The government released the draft three-year budget with fanfare, trumpeting it as a sign of stability after it temporarily switched to one-year budget planning for 2016 to survive an economic crisis.
The draft includes a freeze on spending near the 2016 level of 16.4 trillion roubles ($257.05 billion), while the budget deficit will shrink to less than 1 percent by 2020 from nearly 4 percent in 2016.
Many of those figures are flexible, however, and are likely to change as the 2018 election approaches, according to two officials, who spoke on condition of anonymity. President Vladimir Putin is widely expected to seek another term.
One of the officials, who is familiar with the finance ministry’s budget planning, said the plan for 2017 is more or less realistic, but that figures for 2018 and 2019 are more aspirations than rigid targets.
Another government official said the budget plan was of a technical nature and will be subject to revision in the future.
Some economists focused on Russia also view elements of the three-year draft budget as wishful thinking given the likelihood that political pressure will push up public spending.
Wage increases for public sector workers and military personnel, to ensure they turn out to vote for the Kremlin’s candidate, could be a particular threat to budget targets.
“The plan for 2018 and 2019 could have been proposed just for the sake of proposing, but not for living according to this plan,” said Denis Davydov, chief analyst at Nordea bank in Moscow. “We are very likely to see adjustments to the plan.”
The finance ministry said it could not provide an immediate comment.
Russia sank into an economic crisis in 2014 as plunging oil prices sent the rouble to a record low, and holes in the budget had to be plugged from state coffers. Sanctions imposed by the West in response to Moscow’s role in the Ukraine conflict exacerbated the downturn.
The budget plan for 2017-2019 is set to be reviewed and approved by parliament before Putin signs it into law by the end of the year.
It includes a pledge by the government not to increase the tax burden, which means that unless the oil price goes up significantly, the only way to finance the extra spending may be through borrowing more than projected.

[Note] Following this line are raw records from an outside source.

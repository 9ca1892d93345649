// SPDX-License-Identifier: MIT OR Apache-2.0
//! Chunk geometry, chunk identifiers, and hyper-rectangular regions.
//!
//! A geometry partitions an axis of length `n` with block size `b` into
//! `ceil(n / b)` blocks. The trailing block is truncated to the remainder;
//! no encoding pads edge blocks.

use crate::error::{BenchError, Result};
use crate::grid::GridSpec;
use serde::{Deserialize, Serialize};
use std::fmt;
use std::str::FromStr;

/// Extent of a 3-D `(time, lat, lon)` array
pub type Shape3 = [usize; 3];

/// Axis names in storage order
pub const AXIS_NAMES: [&str; 3] = ["time", "lat", "lon"];

/// Deterministic artifact key derived from a chunk geometry, e.g. `10x18x36`
#[derive(Debug, Clone, PartialEq, Eq, PartialOrd, Ord, Hash, Serialize, Deserialize)]
#[serde(transparent)]
pub struct ChunkId(String);

impl ChunkId {
    /// Borrow the identifier text.
    #[must_use]
    pub fn as_str(&self) -> &str {
        &self.0
    }
}

impl fmt::Display for ChunkId {
    fn fmt(&self, f: &mut fmt::Formatter<'_>) -> fmt::Result {
        f.write_str(&self.0)
    }
}

/// Block sizes along `(time, lat, lon)`
#[derive(Debug, Clone, Copy, PartialEq, Eq, Hash, Serialize, Deserialize)]
#[serde(try_from = "String", into = "String")]
pub struct ChunkGeometry {
    /// Block size along the time axis
    pub time: usize,
    /// Block size along the latitude axis
    pub lat: usize,
    /// Block size along the longitude axis
    pub lon: usize,
}

impl ChunkGeometry {
    /// Create a geometry. Use [`validate`] before relying on it.
    #[must_use]
    pub const fn new(time: usize, lat: usize, lon: usize) -> Self {
        Self { time, lat, lon }
    }

    /// Geometry with one block covering the whole shape.
    #[must_use]
    pub const fn whole(shape: Shape3) -> Self {
        Self::new(shape[0], shape[1], shape[2])
    }

    /// Block sizes as an array in axis order.
    #[must_use]
    pub const fn as_array(&self) -> Shape3 {
        [self.time, self.lat, self.lon]
    }

    /// Deterministic identifier; equal triples give equal identifiers.
    #[must_use]
    pub fn chunk_id(&self) -> ChunkId {
        ChunkId(format!("{}x{}x{}", self.time, self.lat, self.lon))
    }

    /// Check every block against an arbitrary array shape.
    ///
    /// # Errors
    ///
    /// Returns [`BenchError::InvalidChunkGeometry`] when a block is zero or
    /// exceeds its axis.
    pub fn validate_shape(self, shape: Shape3) -> Result<Self> {
        for ((block, len), name) in self.as_array().into_iter().zip(shape).zip(AXIS_NAMES) {
            if block == 0 {
                return Err(self.invalid(format!("{name} block size must be positive")));
            }
            if block > len {
                return Err(self.invalid(format!(
                    "{name} block size {block} exceeds axis length {len}"
                )));
            }
        }
        Ok(self)
    }

    fn invalid(self, reason: String) -> BenchError {
        BenchError::InvalidChunkGeometry {
            geometry: self.to_string(),
            reason,
        }
    }

    /// Number of blocks along each axis for `shape`.
    #[must_use]
    pub fn blocks_per_axis(&self, shape: Shape3) -> Shape3 {
        let blocks = self.as_array();
        std::array::from_fn(|axis| shape[axis].div_ceil(blocks[axis].max(1)))
    }

    /// Total number of blocks covering `shape`.
    #[must_use]
    pub fn block_count(&self, shape: Shape3) -> usize {
        self.blocks_per_axis(shape).iter().product()
    }

    /// Region covered by the block at `index`, truncated at the array edge.
    #[must_use]
    pub fn block_region(&self, index: Shape3, shape: Shape3) -> Region {
        let blocks = self.as_array();
        let start: Shape3 = std::array::from_fn(|axis| index[axis] * blocks[axis]);
        let end: Shape3 =
            std::array::from_fn(|axis| (start[axis] + blocks[axis]).min(shape[axis]));
        Region::new(start, end)
    }

    /// Block index containing element coordinate `point`.
    #[must_use]
    pub fn block_of(&self, point: Shape3) -> Shape3 {
        let blocks = self.as_array();
        std::array::from_fn(|axis| point[axis] / blocks[axis].max(1))
    }

    /// Every block in row-major block order.
    pub fn blocks(&self, shape: Shape3) -> impl Iterator<Item = (Shape3, Region)> + '_ {
        self.blocks_within(shape, Region::full(shape))
    }

    /// Blocks overlapping `window`, paired with the overlap.
    pub fn blocks_within(
        &self,
        shape: Shape3,
        window: Region,
    ) -> impl Iterator<Item = (Shape3, Region)> + '_ {
        let (first, last) = if window.is_empty() {
            ([0; 3], [0; 3])
        } else {
            let first = self.block_of(window.start);
            let last_elem: Shape3 = std::array::from_fn(|axis| window.end[axis] - 1);
            let last = self.block_of(last_elem);
            (first, std::array::from_fn(|axis| last[axis] + 1))
        };
        (first[0]..last[0]).flat_map(move |t| {
            (first[1]..last[1]).flat_map(move |y| {
                (first[2]..last[2]).filter_map(move |x| {
                    let index = [t, y, x];
                    self.block_region(index, shape)
                        .intersect(&window)
                        .map(|overlap| (index, overlap))
                })
            })
        })
    }
}

impl fmt::Display for ChunkGeometry {
    fn fmt(&self, f: &mut fmt::Formatter<'_>) -> fmt::Result {
        write!(f, "{}x{}x{}", self.time, self.lat, self.lon)
    }
}

impl FromStr for ChunkGeometry {
    type Err = String;

    fn from_str(s: &str) -> std::result::Result<Self, Self::Err> {
        let parts: Vec<&str> = s.trim().split(['x', 'X', ',']).collect();
        let [t, y, x] = parts.as_slice() else {
            return Err(format!("expected TIMExLATxLON, got {s:?}"));
        };
        let parse = |part: &str, name: &str| {
            part.trim()
                .parse::<usize>()
                .map_err(|e| format!("invalid {name} block {part:?}: {e}"))
        };
        Ok(Self::new(parse(t, "time")?, parse(y, "lat")?, parse(x, "lon")?))
    }
}

impl TryFrom<String> for ChunkGeometry {
    type Error = String;

    fn try_from(value: String) -> std::result::Result<Self, Self::Error> {
        value.parse()
    }
}

impl From<ChunkGeometry> for String {
    fn from(geometry: ChunkGeometry) -> Self {
        geometry.to_string()
    }
}

/// Validate a candidate geometry against the grid it will partition.
///
/// Succeeds iff every block size lies in `(0, axis length]`; the geometry is
/// returned unchanged.
///
/// # Errors
///
/// Returns [`BenchError::InvalidChunkGeometry`] naming the offending axis.
pub fn validate(geometry: ChunkGeometry, spec: &GridSpec) -> Result<ChunkGeometry> {
    geometry.validate_shape(spec.shape())
}

/// Half-open hyper-rectangle `[start, end)` in element coordinates
#[derive(Debug, Clone, Copy, PartialEq, Eq, Hash, Serialize, Deserialize)]
pub struct Region {
    /// Inclusive lower corner
    pub start: Shape3,
    /// Exclusive upper corner
    pub end: Shape3,
}

impl Region {
    /// Create a region from its corners.
    #[must_use]
    pub const fn new(start: Shape3, end: Shape3) -> Self {
        Self { start, end }
    }

    /// Region covering a whole array.
    #[must_use]
    pub const fn full(shape: Shape3) -> Self {
        Self::new([0; 3], shape)
    }

    /// Extent along each axis.
    #[must_use]
    pub fn shape(&self) -> Shape3 {
        std::array::from_fn(|axis| self.end[axis].saturating_sub(self.start[axis]))
    }

    /// Number of elements.
    #[must_use]
    pub fn len(&self) -> usize {
        self.shape().iter().product()
    }

    /// Whether the region holds no elements.
    #[must_use]
    pub fn is_empty(&self) -> bool {
        self.len() == 0
    }

    /// Whether `other` lies entirely inside `self`.
    #[must_use]
    pub fn contains(&self, other: &Self) -> bool {
        (0..3).all(|axis| self.start[axis] <= other.start[axis] && other.end[axis] <= self.end[axis])
    }

    /// Overlap with `other`, or `None` when disjoint.
    #[must_use]
    pub fn intersect(&self, other: &Self) -> Option<Self> {
        let start: Shape3 = std::array::from_fn(|axis| self.start[axis].max(other.start[axis]));
        let end: Shape3 = std::array::from_fn(|axis| self.end[axis].min(other.end[axis]));
        let region = Self::new(start, end);
        (0..3)
            .all(|axis| start[axis] < end[axis])
            .then_some(region)
    }

    /// This region expressed relative to `origin`.
    #[must_use]
    pub fn relative_to(&self, origin: Shape3) -> Self {
        Self::new(
            std::array::from_fn(|axis| self.start[axis] - origin[axis]),
            std::array::from_fn(|axis| self.end[axis] - origin[axis]),
        )
    }
}

#[cfg(test)]
mod tests {
    use super::*;

    #[test]
    fn test_chunk_id_is_idempotent() {
        let a = ChunkGeometry::new(10, 18, 36);
        let b = ChunkGeometry::new(10, 18, 36);
        assert_eq!(a.chunk_id(), b.chunk_id());
        assert_eq!(a.chunk_id().as_str(), "10x18x36");
    }

    #[test]
    fn test_parse_geometry() {
        assert_eq!("365x1x1".parse(), Ok(ChunkGeometry::new(365, 1, 1)));
        assert_eq!(" 1, 180, 360 ".parse(), Ok(ChunkGeometry::new(1, 180, 360)));
        assert!("10x18".parse::<ChunkGeometry>().is_err());
        assert!("ax1x1".parse::<ChunkGeometry>().is_err());
    }

    #[test]
    fn test_validate_boundaries() {
        let spec = GridSpec::default();
        assert!(validate(ChunkGeometry::new(365, 180, 360), &spec).is_ok());
        assert!(validate(ChunkGeometry::new(0, 18, 36), &spec).is_err());
        assert!(validate(ChunkGeometry::new(10, 181, 36), &spec).is_err());
        let err = validate(ChunkGeometry::new(10, 18, 361), &spec).unwrap_err();
        assert!(err.to_string().contains("lon block size 361"));
    }

    #[test]
    fn test_edge_blocks_are_truncated() {
        let geometry = ChunkGeometry::new(100, 45, 90);
        let shape = [365, 180, 360];
        assert_eq!(geometry.blocks_per_axis(shape), [4, 4, 4]);
        let last = geometry.block_region([3, 3, 3], shape);
        assert_eq!(last.shape(), [65, 45, 90]);
        let total: usize = geometry.blocks(shape).map(|(_, r)| r.len()).sum();
        assert_eq!(total, 365 * 180 * 360);
    }

    #[test]
    fn test_blocks_within_window() {
        let geometry = ChunkGeometry::new(10, 18, 36);
        let shape = [365, 180, 360];
        let window = Region::new([0, 45, 90], [365, 90, 180]);
        let blocks: Vec<_> = geometry.blocks_within(shape, window).collect();
        // lat blocks 2..=4, lon blocks 2..=4
        assert_eq!(blocks.len(), 37 * 3 * 3);
        let covered: usize = blocks.iter().map(|(_, r)| r.len()).sum();
        assert_eq!(covered, window.len());
        assert!(blocks.iter().all(|(_, r)| window.contains(r)));
    }

    #[test]
    fn test_region_intersection() {
        let a = Region::new([0, 0, 0], [4, 4, 4]);
        let b = Region::new([2, 2, 2], [6, 6, 6]);
        assert_eq!(a.intersect(&b), Some(Region::new([2, 2, 2], [4, 4, 4])));
        let c = Region::new([4, 0, 0], [5, 1, 1]);
        assert_eq!(a.intersect(&c), None);
        assert_eq!(b.relative_to([2, 2, 2]), Region::new([0; 3], [4, 4, 4]));
    }

    #[test]
    fn test_geometry_serde_as_string() {
        let json = serde_json::to_string(&ChunkGeometry::new(1, 2, 3)).unwrap();
        assert_eq!(json, "\"1x2x3\"");
        let back: ChunkGeometry = serde_json::from_str(&json).unwrap();
        assert_eq!(back, ChunkGeometry::new(1, 2, 3));
    }
}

The government could save money by pushing up the retirement age but has shown little appetite for such a move.
According to Chris Weafer, a senior partner at Macro-Advisory, a Moscow-based consultancy, the three-year budget with its tough fiscal targets was intended to project Russia’s economic self-sufficiency to the outside world.
“It’s about giving a message to the West that we’re not relying on you,” Weafer said.